The Institute for Energy Policy and Research has advocated for the establishment of two ministries out of the energy sector in a bid to ensure that there is clarity in direction and focus for the sector, whilst engendering proper management.
In a press statement released today, December 17, 2020, the Institute indicated that these two ministries are the Ministry of Power and the Ministry for Oil and Gas, adding that, the Ministry of Power would oversee the management of GRIDCo, Electricity Company of Ghana (ECG), NEDCo, VRA, the Independent Power Producers, Bui Authority, and the yet to be established Renewable Energy Authority.
The Ministry for Oil and Gas will on the other hand oversee Ghana National Petroleum Corporation, Petroleum Commission, the Tema Oil Refinery, BOST and National Petroleum Authority (NPA).
It noted that, the energy sector had outgrown its current management by a single ministry, alluding to past years when the then Ministry of Mines and Energy was split to focus special attention on the energy sector.
“The growth in the sector has made it impossible for a single Ministry to manage the entire energy sector. In the 1990s, the ministry was called Ministry of Mines and Energy. This Ministry was then split to provide focus for the energy sector and manage growth. We strongly believe that the time has come for two ministries; Ministry of Power and Ministry for Oil and Gas to properly manage this sector.”
The statement further emphasized the need for much attention and resources to be committed to the sector in fulfilment of the Energy Sector Recovery Programme which specifies that if the power sector’s indebtedness is not addressed, its debt could reach $12.5 billion by 2023, being about 18.7 percent of GDP.
It is instructive to also note that, this same sentiment was shared in November by Mr. Kwadwo Poku, the Executive Director of Small Hydro Development Company Ltd., during an Energy Dialogue held at the Labadi Beach Hotel.
He intimated that, the Ministry of Energy had outgrown the people managing it, thus a split would allow the various challenges affecting the energy sector to be addressed.

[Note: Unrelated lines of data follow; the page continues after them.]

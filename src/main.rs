//! `chathistory` - continue a chat-history document with an LLM.

#![deny(unsafe_code)]

use std::path::{Path, PathBuf};
use std::sync::Arc;
use std::time::{Duration, SystemTime};

use anyhow::{bail, Context, Result};
use clap::Parser;
use tokio::io::{AsyncReadExt, AsyncWrite, AsyncWriteExt};
use tokio_util::sync::CancellationToken;
use tracing::{info, warn, Level};

use chathistory_core::Document;
use chathistory_engine::{export_markdown, Session, MARKDOWN_FILE};
use chathistory_llm::OpenAiChatBackend;
use chathistory_settings::{load_settings, ApiMode, ChatSettings};
use chathistory_telemetry::{init_logging, LogConfig, LogFormat};

const WATCH_INTERVAL: Duration = Duration::from_millis(200);
/// Log target prefix shared by the binary and every workspace crate.
const LOG_TARGET: &str = "chathistory";

#[derive(Parser, Debug)]
#[command(name = "chathistory", about = "Continue a chat-history document with an LLM")]
struct Cli {
    /// Document to continue. Output is appended to it. Reads stdin when omitted.
    path: Option<PathBuf>,

    /// Re-run every time this document changes.
    #[arg(short, long, conflicts_with = "path")]
    watch: Option<PathBuf>,

    /// Directory templates and the system prompt are resolved against.
    #[arg(short = 't', long)]
    template_directory: Option<PathBuf>,

    /// Write a markdown view of the document instead of continuing it.
    #[arg(long)]
    markdown: bool,

    /// Debug logging for chathistory itself.
    #[arg(short, long)]
    verbose: bool,

    /// Emit logs as JSON lines.
    #[arg(long)]
    json_logs: bool,
}

/// What to do with a document.
#[derive(Clone, Copy, Debug, PartialEq, Eq)]
enum Action {
    Continue,
    Markdown,
}

#[tokio::main]
async fn main() -> Result<()> {
    let cli = Cli::parse();

    init_logging(log_config(&cli));
    let action = if cli.markdown { Action::Markdown } else { Action::Continue };
    let template_dir = cli.template_directory.as_deref();

    let cancel = CancellationToken::new();
    let on_signal = cancel.clone();
    let _ = tokio::spawn(async move {
        if tokio::signal::ctrl_c().await.is_ok() {
            info!("interrupted");
            on_signal.cancel();
        }
    });

    match (&cli.watch, &cli.path) {
        (Some(path), _) => watch(path, action, template_dir, &cancel).await,
        (None, Some(path)) => run_file(path, action, template_dir, &cancel).await,
        (None, None) => run_stdin(action, template_dir, &cancel).await,
    }
}

fn log_config(cli: &Cli) -> LogConfig {
    let module_levels = if cli.verbose {
        vec![(LOG_TARGET.to_string(), Level::DEBUG)]
    } else {
        Vec::new()
    };
    LogConfig {
        module_levels,
        format: if cli.json_logs { LogFormat::Json } else { LogFormat::Pretty },
        ..LogConfig::default()
    }
}

/// Continue the document at `path`, appending the output to it, or write its
/// markdown view next to it.
async fn run_file(
    path: &Path,
    action: Action,
    template_dir: Option<&Path>,
    cancel: &CancellationToken,
) -> Result<()> {
    let text = tokio::fs::read_to_string(path)
        .await
        .with_context(|| format!("failed to read {}", path.display()))?;

    if action == Action::Markdown {
        let target = document_dir(path).join(MARKDOWN_FILE);
        let markdown = render_markdown(&text)?;
        tokio::fs::write(&target, markdown)
            .await
            .with_context(|| format!("failed to write {}", target.display()))?;
        info!(path = %target.display(), "markdown written");
        return Ok(());
    }

    let template_dir = template_dir
        .map(Path::to_path_buf)
        .unwrap_or_else(|| document_dir(path));

    let mut file = tokio::fs::OpenOptions::new()
        .append(true)
        .open(path)
        .await
        .with_context(|| format!("failed to open {} for appending", path.display()))?;

    run_document(&text, template_dir, &mut file, cancel)
        .await
        .with_context(|| format!("failed to continue {}", path.display()))
}

/// Process a document read from stdin, writing the result to stdout.
async fn run_stdin(action: Action, template_dir: Option<&Path>, cancel: &CancellationToken) -> Result<()> {
    let mut text = String::new();
    tokio::io::stdin()
        .read_to_string(&mut text)
        .await
        .context("failed to read stdin")?;

    let mut stdout = tokio::io::stdout();
    if action == Action::Markdown {
        stdout.write_all(render_markdown(&text)?.as_bytes()).await?;
        stdout.flush().await?;
        return Ok(());
    }

    let template_dir = match template_dir {
        Some(dir) => dir.to_path_buf(),
        None => std::env::current_dir().context("failed to resolve working directory")?,
    };
    run_document(&text, template_dir, &mut stdout, cancel).await
}

/// Poll `path` and process it whenever someone else modifies it.
async fn watch(
    path: &Path,
    action: Action,
    template_dir: Option<&Path>,
    cancel: &CancellationToken,
) -> Result<()> {
    let mut last_modified = modified(path)?;
    info!(path = %path.display(), "watching");

    loop {
        tokio::select! {
            () = cancel.cancelled() => return Ok(()),
            () = tokio::time::sleep(WATCH_INTERVAL) => {}
        }

        let current = modified(path)?;
        if current == last_modified {
            continue;
        }
        info!(path = %path.display(), "document changed");
        if let Err(e) = run_file(path, action, template_dir, cancel).await {
            warn!(error = format!("{e:#}"), "run failed");
        }
        last_modified = modified(path)?;
    }
}

/// Parse a document and resolve its settings from the working directory up.
fn load_document(text: &str) -> Result<(Document, ChatSettings)> {
    let document = Document::parse(text).context("failed to parse document")?;
    let cwd = std::env::current_dir().context("failed to resolve working directory")?;
    let settings = load_settings(&cwd, &document.settings).context("failed to load settings")?;
    Ok((document, settings))
}

fn render_markdown(text: &str) -> Result<String> {
    let (document, settings) = load_document(text)?;
    Ok(export_markdown(&document.turns(), &settings.user))
}

async fn run_document<W>(
    text: &str,
    template_dir: PathBuf,
    out: &mut W,
    cancel: &CancellationToken,
) -> Result<()>
where
    W: AsyncWrite + Unpin + ?Sized,
{
    let (document, settings) = load_document(text)?;

    if !settings.active {
        info!("document is inactive, skipping");
        return Ok(());
    }

    let backend = build_backend(&settings)?;
    let session = Session::new(settings, backend).with_template_dir(template_dir);
    let summary = session.run(document.turns(), out, cancel).await?;
    info!(
        fragments = summary.fragments,
        postfixed = summary.postfixed,
        "run complete"
    );
    Ok(())
}

fn build_backend(settings: &ChatSettings) -> Result<Arc<OpenAiChatBackend>> {
    let Some(url) = settings.api_url.as_deref().filter(|u| !u.is_empty()) else {
        bail!("api_url is not configured");
    };
    match settings.api_mode {
        ApiMode::OpenAiChat => {
            let backend = OpenAiChatBackend::new(url, &settings.api_call_headers)
                .context("failed to configure backend")?;
            Ok(Arc::new(backend))
        }
    }
}

fn document_dir(path: &Path) -> PathBuf {
    match path.parent() {
        Some(dir) if !dir.as_os_str().is_empty() => dir.to_path_buf(),
        _ => PathBuf::from("."),
    }
}

fn modified(path: &Path) -> Result<SystemTime> {
    std::fs::metadata(path)
        .and_then(|m| m.modified())
        .with_context(|| format!("failed to stat {}", path.display()))
}

#[cfg(test)]
mod tests {
    use super::*;

    #[test]
    fn parses_file_mode() {
        let cli = Cli::try_parse_from(["chathistory", "chat.txt", "-t", "tpl"]).unwrap();
        assert_eq!(cli.path, Some(PathBuf::from("chat.txt")));
        assert_eq!(cli.template_directory, Some(PathBuf::from("tpl")));
        assert!(cli.watch.is_none());
    }

    #[test]
    fn watch_conflicts_with_path() {
        assert!(Cli::try_parse_from(["chathistory", "a.txt", "--watch", "b.txt"]).is_err());
        let cli = Cli::try_parse_from(["chathistory", "-w", "b.txt"]).unwrap();
        assert_eq!(cli.watch, Some(PathBuf::from("b.txt")));
    }

    #[test]
    fn verbose_raises_own_crates_to_debug() {
        let cli = Cli::try_parse_from(["chathistory", "-v", "chat.txt"]).unwrap();
        let config = log_config(&cli);
        assert_eq!(config.level, Level::INFO);
        assert_eq!(config.module_levels, vec![("chathistory".to_string(), Level::DEBUG)]);

        let quiet = Cli::try_parse_from(["chathistory", "chat.txt"]).unwrap();
        assert!(log_config(&quiet).module_levels.is_empty());
    }

    #[tokio::test]
    async fn markdown_mode_writes_next_to_document() {
        let dir = tempfile::tempdir().unwrap();
        let path = dir.path().join("chat.txt");
        let original = "---\nuser: Sam\n---\n@Sam\nhi {{user}}\n\n@Luna\nhello\n";
        std::fs::write(&path, original).unwrap();

        run_file(&path, Action::Markdown, None, &CancellationToken::new())
            .await
            .unwrap();

        let markdown = std::fs::read_to_string(dir.path().join(MARKDOWN_FILE)).unwrap();
        assert_eq!(markdown, "### Sam\nhi Sam\n\n### Luna\nhello\n\n");
        assert_eq!(std::fs::read_to_string(&path).unwrap(), original);
    }

    #[test]
    fn document_dir_defaults_to_cwd() {
        assert_eq!(document_dir(Path::new("chat.txt")), PathBuf::from("."));
        assert_eq!(document_dir(Path::new("a/chat.txt")), PathBuf::from("a"));
    }

    #[test]
    fn backend_requires_url() {
        let settings = ChatSettings::default();
        assert!(build_backend(&settings).is_err());
        let settings = ChatSettings {
            api_url: Some("http://localhost:8080/v1/chat/completions".into()),
            ..ChatSettings::default()
        };
        assert!(build_backend(&settings).is_ok());
    }

    #[tokio::test]
    async fn inactive_document_writes_nothing() {
        let mut out = Vec::new();
        run_document(
            "---\nactive: false\n---\n@user\nhi\n",
            PathBuf::from("."),
            &mut out,
            &CancellationToken::new(),
        )
        .await
        .unwrap();
        assert!(out.is_empty());
    }
}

“The Ministry of Power is very key, reason being that there is a lot of challenges in that area. We all came out of Dumsor and there are remnant problems that still exist. The key fundamental challenge is indebtedness.”
The State of the Power Sub-Sector
“The country has a total dependable power of 4,657 megawatts of power as of June 2020 and a peak demand of 2,957megawatts. The peak demand is growing at approximately 10 percent year-on-year. The ongoing industrial policy 1D1F and the high gold prices will make the local mining companies increase the demand for electricity.”
“If the post COVID-19 economic environment does not affect our local industries as in Europe and America, the total peak demand will reach around 4329MW by 2024. This means our dependable capacity should grow to about 5,000MW by 2024.”
With utmost clarity, the statement explained that “the critical decision by the government that will affect the growth of Ghana’s generating capacity is the issue of Take or Pay and Take and Pay.”
Again, going into 2021, the statement pointed out that the government must be clear on how the new policy of Take and Pay will be implemented for the existing Power Purchase Agreements (PPA) which use the Take or Pay.
The State of Oil and Gas sub-sector
According to the statement, there are imminent challenges that the oil and gas sub-sector would be faced with in 2021, citing that the global economy is forecasted to slow down post-COVID-19 until 2022 when it would record a fully-fledged recovery.
According to Moody’s Investor Services, global crude oil prices are expected to be around $40-$45 per barrel in 2021 and in the medium term range from $45-$65 per barrel. However, Moody’s asserted that for companies to have high profit margins, prices must range from $50-$55 in the short term.